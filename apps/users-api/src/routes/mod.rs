//! HTTP handlers, one module per resource.

pub mod health;
pub mod products;
pub mod register;
pub mod users;

use crate::error::ApiError;

/// Parses a numeric path id. Anything else is a missing resource.
pub(crate) fn parse_id(resource: &str, raw: &str) -> Result<i64, ApiError> {
    raw.parse().map_err(|_| ApiError::not_found(resource, raw))
}
//! # Cart
//!
//! The in-memory shopping cart.
//!
//! ## Cart Operations
//! ```text
//! ┌─────────────────────────────────────────────────────────────────────────┐
//! │                    Cart Operations                                      │
//! │                                                                         │
//! │  User Action              Cart Method               Entry Change        │
//! │  ───────────              ───────────               ────────────        │
//! │                                                                         │
//! │  Tap "Add" ──────────────► add_item() ────────────► qty + 1 or push    │
//! │                                                                         │
//! │  Scan QR ────────────────► add_product_from_qr_code() ► add_item()     │
//! │                                                                         │
//! │  Change Quantity ────────► update_quantity() ─────► qty = n (n <= 0    │
//! │                                                      removes)           │
//! │  Tap Remove ─────────────► remove_item() ─────────► entry dropped      │
//! │                                                                         │
//! │  Checkout / Clear ───────► clear() ───────────────► no entries         │
//! │                                                                         │
//! │  Badge / Totals ─────────► item_count(), total_price() (always fresh)  │
//! └─────────────────────────────────────────────────────────────────────────┘
//! ```
//!
//! ## Invariants
//! - At most one entry per product id
//! - Every stored quantity is >= 1
//! - Entries keep first-insertion order
//! - Totals are recomputed from entries on every read, never cached
//!
//! None of the operations can fail. Callers re-read totals after each
//! mutation; there are no change notifications in here.

use serde::{Deserialize, Serialize};

use crate::money::Money;
use crate::types::{Product, ProductId};

// =============================================================================
// Cart Entry
// =============================================================================

/// One product with its aggregate quantity.
///
/// Entries handed out by [`Cart::items`] are copies; changing them does not
/// touch the cart.
#[derive(Debug, Clone, PartialEq, Eq, Serialize, Deserialize)]
#[serde(rename_all = "camelCase")]
pub struct CartEntry {
    pub product: Product,
    pub quantity: i64,
}

impl CartEntry {
    /// Price of this line (unit price × quantity).
    pub fn line_total(&self) -> Money {
        self.product.price().multiply_quantity(self.quantity)
    }
}

// =============================================================================
// Cart
// =============================================================================

/// The shopping cart for one session.
#[derive(Debug, Clone, Default, PartialEq, Eq, Serialize)]
pub struct Cart {
    entries: Vec<CartEntry>,
}

impl Cart {
    /// Creates a new empty cart.
    pub fn new() -> Self {
        Cart::default()
    }

    /// Adds one unit of a product.
    ///
    /// ## Behavior
    /// - Product already in cart: its quantity goes up by one, in place
    /// - Product not in cart: appended with quantity 1
    ///
    /// The product already stored is kept; entries are matched by id only.
    pub fn add_item(&mut self, product: Product) {
        if let Some(entry) = self.entry_mut(product.id()) {
            entry.quantity = entry.quantity.saturating_add(1);
            return;
        }

        self.entries.push(CartEntry {
            product,
            quantity: 1,
        });
    }

    /// Removes the entry for `product_id`. No-op when absent.
    pub fn remove_item(&mut self, product_id: ProductId) {
        self.entries.retain(|e| e.product.id() != product_id);
    }

    /// Sets the quantity of an entry.
    ///
    /// ## Behavior
    /// - `quantity <= 0`: same as [`Cart::remove_item`]
    /// - Product in cart: quantity replaced, position kept
    /// - Product not in cart: no-op (never creates an entry)
    pub fn update_quantity(&mut self, product_id: ProductId, quantity: i64) {
        if quantity <= 0 {
            self.remove_item(product_id);
            return;
        }

        if let Some(entry) = self.entry_mut(product_id) {
            entry.quantity = quantity;
        }
    }

    /// Removes all entries.
    pub fn clear(&mut self) {
        self.entries.clear();
    }

    /// Snapshot of the entries in insertion order.
    pub fn items(&self) -> Vec<CartEntry> {
        self.entries.clone()
    }

    /// Iterates over the entries without copying.
    pub fn iter(&self) -> impl Iterator<Item = &CartEntry> {
        self.entries.iter()
    }

    /// Sum of all quantities (the badge number).
    pub fn item_count(&self) -> i64 {
        self.entries.iter().map(|e| e.quantity).sum()
    }

    /// Σ price × quantity over all entries.
    pub fn total_price(&self) -> Money {
        self.entries.iter().map(CartEntry::line_total).sum()
    }

    /// Quantity held for a product, 0 when absent.
    pub fn quantity_of(&self, product_id: ProductId) -> i64 {
        self.entries
            .iter()
            .find(|e| e.product.id() == product_id)
            .map_or(0, |e| e.quantity)
    }

    pub fn contains(&self, product_id: ProductId) -> bool {
        self.entries.iter().any(|e| e.product.id() == product_id)
    }

    /// Number of distinct products.
    pub fn len(&self) -> usize {
        self.entries.len()
    }

    pub fn is_empty(&self) -> bool {
        self.entries.is_empty()
    }

    /// Derived totals, for display or serialization.
    pub fn totals(&self) -> CartTotals {
        CartTotals::from(self)
    }

    fn entry_mut(&mut self, product_id: ProductId) -> Option<&mut CartEntry> {
        self.entries.iter_mut().find(|e| e.product.id() == product_id)
    }
}

/// Cart totals summary.
#[derive(Debug, Clone, Copy, PartialEq, Eq, Serialize, Deserialize)]
#[serde(rename_all = "camelCase")]
pub struct CartTotals {
    pub item_count: i64,
    pub distinct_items: usize,
    pub total_price: Money,
}

impl From<&Cart> for CartTotals {
    fn from(cart: &Cart) -> Self {
        CartTotals {
            item_count: cart.item_count(),
            distinct_items: cart.len(),
            total_price: cart.total_price(),
        }
    }
}

// =============================================================================
// Unit Tests
// =============================================================================

#[cfg(test)]
mod tests {
    use super::*;

    fn product(id: ProductId, cents: i64) -> Product {
        Product::new(
            id,
            format!("Product {}", id),
            Money::from_cents(cents),
            "",
            "Test",
        )
        .unwrap()
    }

    fn ids(cart: &Cart) -> Vec<ProductId> {
        cart.iter().map(|e| e.product.id()).collect()
    }

    /// Recomputes both totals by hand from a snapshot.
    fn assert_totals_consistent(cart: &Cart) {
        let items = cart.items();
        let count: i64 = items.iter().map(|e| e.quantity).sum();
        let total: i64 = items
            .iter()
            .map(|e| e.product.price().cents() * e.quantity)
            .sum();

        assert_eq!(cart.item_count(), count);
        assert_eq!(cart.total_price().cents(), total);
        assert!(items.iter().all(|e| e.quantity >= 1));
    }

    #[test]
    fn test_add_item() {
        let mut cart = Cart::new();
        cart.add_item(product(1, 399));

        assert_eq!(cart.len(), 1);
        assert_eq!(cart.item_count(), 1);
        assert_eq!(cart.total_price().cents(), 399);
    }

    #[test]
    fn test_add_same_product_twice_keeps_position() {
        let mut cart = Cart::new();
        cart.add_item(product(1, 399));
        cart.add_item(product(2, 249));
        cart.add_item(product(1, 399));

        assert_eq!(ids(&cart), vec![1, 2]);
        assert_eq!(cart.quantity_of(1), 2);
        assert_eq!(cart.quantity_of(2), 1);
        assert_eq!(cart.item_count(), 3);
    }

    #[test]
    fn test_add_keeps_first_product_data() {
        let mut cart = Cart::new();
        cart.add_item(product(1, 399));

        let renamed = Product::new(1, "Renamed", Money::from_cents(399), "", "Test").unwrap();
        cart.add_item(renamed);

        assert_eq!(cart.items()[0].product.name(), "Product 1");
        assert_eq!(cart.quantity_of(1), 2);
    }

    #[test]
    fn test_remove_item() {
        let mut cart = Cart::new();
        cart.add_item(product(1, 399));
        cart.add_item(product(2, 249));

        cart.remove_item(1);
        assert_eq!(ids(&cart), vec![2]);
    }

    #[test]
    fn test_remove_missing_is_noop() {
        let mut cart = Cart::new();
        cart.add_item(product(1, 399));
        let before = cart.clone();

        cart.remove_item(42);
        assert_eq!(cart, before);
    }

    #[test]
    fn test_update_quantity() {
        let mut cart = Cart::new();
        cart.add_item(product(1, 399));
        cart.add_item(product(2, 249));

        cart.update_quantity(1, 5);
        assert_eq!(ids(&cart), vec![1, 2]);
        assert_eq!(cart.quantity_of(1), 5);
        assert_eq!(cart.total_price().cents(), 399 * 5 + 249);
    }

    #[test]
    fn test_update_quantity_zero_or_negative_removes() {
        for quantity in [0, -5] {
            let mut updated = Cart::new();
            updated.add_item(product(1, 399));
            updated.add_item(product(2, 249));
            let mut removed = updated.clone();

            updated.update_quantity(1, quantity);
            removed.remove_item(1);

            assert_eq!(updated, removed);
            assert!(!updated.contains(1));
        }
    }

    #[test]
    fn test_update_quantity_missing_does_not_create() {
        let mut cart = Cart::new();
        cart.update_quantity(7, 3);

        assert!(cart.is_empty());
        assert_eq!(cart.quantity_of(7), 0);
    }

    #[test]
    fn test_clear() {
        let mut cart = Cart::new();
        cart.add_item(product(1, 399));
        cart.add_item(product(2, 249));

        cart.clear();
        assert!(cart.is_empty());
        assert_eq!(cart.item_count(), 0);
        assert!(cart.total_price().is_zero());
    }

    #[test]
    fn test_items_is_a_snapshot() {
        let mut cart = Cart::new();
        cart.add_item(product(1, 399));

        let mut items = cart.items();
        items[0].quantity = 99;
        items.push(CartEntry {
            product: product(2, 249),
            quantity: 1,
        });

        assert_eq!(cart.len(), 1);
        assert_eq!(cart.quantity_of(1), 1);
    }

    #[test]
    fn test_totals_after_mixed_operations() {
        let mut cart = Cart::new();
        assert_totals_consistent(&cart);

        cart.add_item(product(1, 399));
        cart.add_item(product(2, 249));
        cart.add_item(product(1, 399));
        assert_totals_consistent(&cart);

        cart.update_quantity(2, 4);
        cart.add_item(product(3, 1499));
        assert_totals_consistent(&cart);

        cart.remove_item(1);
        cart.update_quantity(3, -1);
        assert_totals_consistent(&cart);

        assert_eq!(cart.item_count(), 4);
        assert_eq!(cart.total_price().cents(), 249 * 4);
    }

    #[test]
    fn test_totals_summary() {
        let mut cart = Cart::new();
        cart.add_item(product(1, 399));
        cart.add_item(product(1, 399));
        cart.add_item(product(2, 249));

        let totals = cart.totals();
        assert_eq!(totals.item_count, 3);
        assert_eq!(totals.distinct_items, 2);
        assert_eq!(totals.total_price.cents(), 1047);
    }
}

-*-

Gather each line in the entries above where the string "contains" is found.

    pub fn contains(&self, product_id: ProductId) -> bool {
            assert!(!updated.contains(1));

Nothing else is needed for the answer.